Task objective:
Go through the data line by line. Copy each one holding the string "const".

Recorded data:
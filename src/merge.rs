use crate::ast::RuleGroup;
use crate::error::{MergeError, XprError};
use crate::hash::ContentHash;
use crate::manifest::Manifest;
use crate::parser::compile;
use crate::translation::{folder_key, parse_translation};
use log::{debug, info};
use serde::Serialize;
use serde_json::Value;
use std::collections::BTreeMap;
use std::fmt::Display;
use std::fs;
use std::io;
use std::path::{Path, PathBuf};

pub const RULE_FILE: &str = "rule.xpr";
pub const TRANSLATION_FILE: &str = "trans.json";
pub const RULE_OUTPUT: &str = "rule.json";
pub const TRANSLATION_OUTPUT: &str = "trans.json";
pub const TIMESTAMP_OUTPUT: &str = "lastUpdate.txt";

/// What a merge did to the output directory.
#[derive(Debug, Clone, PartialEq, Eq)]
pub enum MergeOutcome {
    /// Both aggregates hash the same as the files already written.
    UpToDate,
    /// At least one aggregate changed. The flags say which output files were
    /// rewritten; the timestamp marker is always rewritten.
    Updated {
        rule: bool,
        translation: bool,
        timestamp: i64,
    },
}

impl Display for MergeOutcome {
    fn fmt(&self, f: &mut std::fmt::Formatter<'_>) -> std::fmt::Result {
        match self {
            MergeOutcome::UpToDate => write!(f, "no update needed"),
            MergeOutcome::Updated { .. } => write!(f, "merge completed"),
        }
    }
}

/// Both aggregates of one merge, serialized and ready to compare.
#[derive(Debug, Clone, PartialEq, Eq)]
pub struct MergedOutput {
    pub rule: String,
    pub translation: String,
}

/// Merges the rule and translation files of a set of folders into the
/// manifest's output directory.
///
/// Every run parses every folder from scratch. Nothing is written unless all
/// folders parse, and an output file is only rewritten when its content hash
/// changed.
pub struct MergeOrchestrator<'m> {
    manifest: &'m Manifest,
}

impl<'m> MergeOrchestrator<'m> {
    pub fn new(manifest: &'m Manifest) -> Self {
        Self { manifest }
    }

    /// Runs a merge over `folders`, which are names of subdirectories of the
    /// manifest's input directory, in output order.
    pub fn run(&self, folders: &[String]) -> Result<MergeOutcome, MergeError> {
        let merged = self.build(folders)?;

        let rule_path = self.output_path(RULE_OUTPUT);
        let translation_path = self.output_path(TRANSLATION_OUTPUT);
        let rule_changed = has_changed(&rule_path, &merged.rule)?;
        let translation_changed = has_changed(&translation_path, &merged.translation)?;

        if !rule_changed && !translation_changed {
            info!("no update needed");
            return Ok(MergeOutcome::UpToDate);
        }

        fs::create_dir_all(&self.manifest.output).map_err(|source| MergeError::Io {
            path: self.manifest.output.clone(),
            source,
        })?;
        if rule_changed {
            write_file(&rule_path, &merged.rule)?;
        }
        if translation_changed {
            write_file(&translation_path, &merged.translation)?;
        }
        let timestamp = chrono::Utc::now().timestamp_millis();
        write_file(&self.output_path(TIMESTAMP_OUTPUT), &timestamp.to_string())?;

        info!(
            "merge completed ({} folders, rule changed: {rule_changed}, translation changed: {translation_changed})",
            folders.len()
        );
        Ok(MergeOutcome::Updated {
            rule: rule_changed,
            translation: translation_changed,
            timestamp,
        })
    }

    /// Reads, parses and serializes every folder without writing anything.
    pub fn build(&self, folders: &[String]) -> Result<MergedOutput, MergeError> {
        let mut rules: Vec<RuleGroup> = Vec::with_capacity(folders.len());
        let mut translations: BTreeMap<String, Value> = BTreeMap::new();

        for folder in folders {
            rules.push(self.read_rule_group(folder)?);
            translations.insert(folder_key(folder), self.read_translation(folder)?);
        }

        Ok(MergedOutput {
            rule: self.to_json(&rules, RULE_OUTPUT)?,
            translation: self.to_json(&translations, TRANSLATION_OUTPUT)?,
        })
    }

    fn read_rule_group(&self, folder: &str) -> Result<RuleGroup, MergeError> {
        let path = self.input_path(folder, RULE_FILE);
        let source = read_folder_file(&path, folder, RULE_FILE)?;
        let group = compile(&source, &path.to_string_lossy()).map_err(|source| MergeError::Rule {
            folder: folder.to_string(),
            file: RULE_FILE.to_string(),
            source,
        })?;
        debug!("compiled {folder}/{RULE_FILE} as `{}`", group.metadata.name);
        Ok(group)
    }

    fn read_translation(&self, folder: &str) -> Result<Value, MergeError> {
        let path = self.input_path(folder, TRANSLATION_FILE);
        let source = read_folder_file(&path, folder, TRANSLATION_FILE)?;
        parse_translation(&source).map_err(|source| MergeError::InvalidTranslation {
            folder: folder.to_string(),
            file: TRANSLATION_FILE.to_string(),
            source,
        })
    }

    fn to_json<T: Serialize>(&self, value: &T, file: &str) -> Result<String, MergeError> {
        let text = if self.manifest.pretty {
            serde_json::to_string_pretty(value)
        } else {
            serde_json::to_string(value)
        };
        text.map_err(|source| MergeError::Serialize {
            file: file.to_string(),
            source,
        })
    }

    fn input_path(&self, folder: &str, file: &str) -> PathBuf {
        self.manifest.input.join(folder).join(file)
    }

    fn output_path(&self, file: &str) -> PathBuf {
        self.manifest.output.join(file)
    }
}

fn read_folder_file(path: &Path, folder: &str, file: &str) -> Result<String, MergeError> {
    fs::read_to_string(path).map_err(|source| {
        if source.kind() == io::ErrorKind::NotFound {
            MergeError::MissingFile {
                folder: folder.to_string(),
                file: file.to_string(),
            }
        } else {
            MergeError::Io {
                path: path.to_path_buf(),
                source,
            }
        }
    })
}

fn has_changed(path: &Path, content: &str) -> Result<bool, MergeError> {
    let previous = ContentHash::of_file(path).map_err(|source| MergeError::Io {
        path: path.to_path_buf(),
        source,
    })?;
    let next = ContentHash::of_bytes(content);
    debug!("{}: {previous} -> {next}", path.display());
    Ok(previous != next)
}

fn write_file(path: &Path, content: &str) -> Result<(), MergeError> {
    fs::write(path, content).map_err(|source| MergeError::Io {
        path: path.to_path_buf(),
        source,
    })
}

/// Loads the manifest at `manifest_path` and merges every eligible folder.
///
/// # Errors
/// Returns the first manifest, parse or I/O failure. Nothing is written
/// unless every folder parsed.
pub fn merge(manifest_path: impl AsRef<Path>) -> Result<MergeOutcome, XprError> {
    let manifest = Manifest::load(manifest_path)?;
    let folders = manifest.folders()?;
    debug!("merging folders {folders:?}");
    Ok(MergeOrchestrator::new(&manifest).run(&folders)?)
}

Written answer:
pub const RULE_FILE: &str = "rule.xpr";
pub const TRANSLATION_FILE: &str = "trans.json";
pub const RULE_OUTPUT: &str = "rule.json";
pub const TRANSLATION_OUTPUT: &str = "trans.json";
pub const TIMESTAMP_OUTPUT: &str = "lastUpdate.txt";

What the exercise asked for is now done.